PROVIDED RECORDS START

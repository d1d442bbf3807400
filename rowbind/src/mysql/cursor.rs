//! MySQL cursor implementation

use std::sync::Arc;

use crate::error::Result;
use crate::traits::{Cursor, Row};
use async_trait::async_trait;
use mysql_async::{BinaryProtocol, QueryResult};

use super::row::{column_names, MySqlRow};

/// Streams the rows of one statement's result set.
///
/// Rows are fetched one at a time as the cursor advances. The cursor
/// borrows its connection, so it must be closed (or dropped) before the
/// connection can be used or closed again.
pub struct MySqlCursor<'c> {
    result: Option<QueryResult<'c, 'static, BinaryProtocol>>,
    columns: Option<Arc<[String]>>,
    current: Option<MySqlRow>,
}

impl<'c> MySqlCursor<'c> {
    pub fn new(result: QueryResult<'c, 'static, BinaryProtocol>) -> Self {
        Self {
            result: Some(result),
            columns: None,
            current: None,
        }
    }
}

#[async_trait]
impl<'c> Cursor for MySqlCursor<'c> {
    async fn advance(&mut self) -> Result<bool> {
        let Some(result) = self.result.as_mut() else {
            self.current = None;
            return Ok(false);
        };

        match result.next().await? {
            Some(row) => {
                let columns = self
                    .columns
                    .get_or_insert_with(|| column_names(&row))
                    .clone();
                self.current = Some(MySqlRow::from_mysql_row(row, Some(columns))?);
                Ok(true)
            }
            None => {
                self.current = None;
                Ok(false)
            }
        }
    }

    fn current(&self) -> Option<&dyn Row> {
        self.current.as_ref().map(|row| row as &dyn Row)
    }

    async fn close(&mut self) -> Result<()> {
        self.current = None;
        if let Some(result) = self.result.take() {
            result.drop_result().await?;
        }
        Ok(())
    }
}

PROVIDED RECORDS END

-- PROBLEM REQUIREMENTS --
Retype the lines beginning at the one containing "fn current(&self) ->" and ending at the final line of the material, both included.

-- ANSWER FOR THE TASK --
    fn current(&self) -> Option<&dyn Row> {
        self.current.as_ref().map(|row| row as &dyn Row)
    }

    async fn close(&mut self) -> Result<()> {
        self.current = None;
        if let Some(result) = self.result.take() {
            result.drop_result().await?;
        }
        Ok(())
    }
}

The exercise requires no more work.